__WORK TASK__. Find and return every line of the data that contains the word "back".

(Source records)
-=-=-=-=-
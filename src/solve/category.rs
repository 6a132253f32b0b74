//! Closed set of problem categories.
//!
//! Any label coming back from the model is funnelled through
//! [`Category::coerce`] (or [`Category::coerce_within`] for the narrower
//! combined-image set), so downstream code only ever sees a member of the
//! set.  Unknown labels become [`Category::General`].

use serde::{Deserialize, Serialize};

#[derive(Debug, Clone, Copy, PartialEq, Eq, Hash, Serialize, Deserialize)]
#[serde(rename_all = "snake_case")]
pub enum Category {
    Algorithm,
    SystemDesign,
    Behavioral,
    Technical,
    DebuggingOptimization,
    General,
}

impl Category {
    /// Every label the classifier may emit.
    pub const ALL: [Category; 6] = [
        Category::Algorithm,
        Category::SystemDesign,
        Category::Behavioral,
        Category::Technical,
        Category::DebuggingOptimization,
        Category::General,
    ];

    /// Labels allowed on the combined multi-image path.
    pub const COMBINED: [Category; 4] = [
        Category::Algorithm,
        Category::Technical,
        Category::DebuggingOptimization,
        Category::General,
    ];

    pub fn label(&self) -> &'static str {
        match self {
            Category::Algorithm => "algorithm",
            Category::SystemDesign => "system_design",
            Category::Behavioral => "behavioral",
            Category::Technical => "technical",
            Category::DebuggingOptimization => "debugging_optimization",
            Category::General => "general",
        }
    }

    /// Parse a raw label leniently: case, surrounding markdown/quotes and
    /// space/hyphen separators are ignored.  Returns `None` for anything
    /// outside [`Category::ALL`].
    pub fn parse(raw: &str) -> Option<Self> {
        let normalized: String = raw
            .trim()
            .trim_matches(|c: char| matches!(c, '*' | '`' | '"' | '\'' | '.' | '[' | ']'))
            .trim()
            .to_ascii_lowercase()
            .chars()
            .map(|c| if c == ' ' || c == '-' { '_' } else { c })
            .collect();

        Self::ALL
            .iter()
            .copied()
            .find(|c| c.label() == normalized)
    }

    /// Parse `raw`, falling back to [`Category::General`].
    pub fn coerce(raw: &str) -> Self {
        Self::coerce_within(raw, &Self::ALL)
    }

    /// Parse `raw` and require membership in `allowed`; anything else is
    /// [`Category::General`].
    pub fn coerce_within(raw: &str, allowed: &[Category]) -> Self {
        match Self::parse(raw) {
            Some(c) if allowed.contains(&c) => c,
            _ => {
                log::warn!("classifier: label {raw:?} outside the valid set, using general");
                Category::General
            }
        }
    }
}

impl std::fmt::Display for Category {
    fn fmt(&self, f: &mut std::fmt::Formatter<'_>) -> std::fmt::Result {
        f.write_str(self.label())
    }
}

// ---------------------------------------------------------------------------
// Tests
// ---------------------------------------------------------------------------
-=-=-=-=-
__EXERCISE ANSWER__.
//! Any label coming back from the model is funnelled through
    /// Parse `raw`, falling back to [`Category::General`].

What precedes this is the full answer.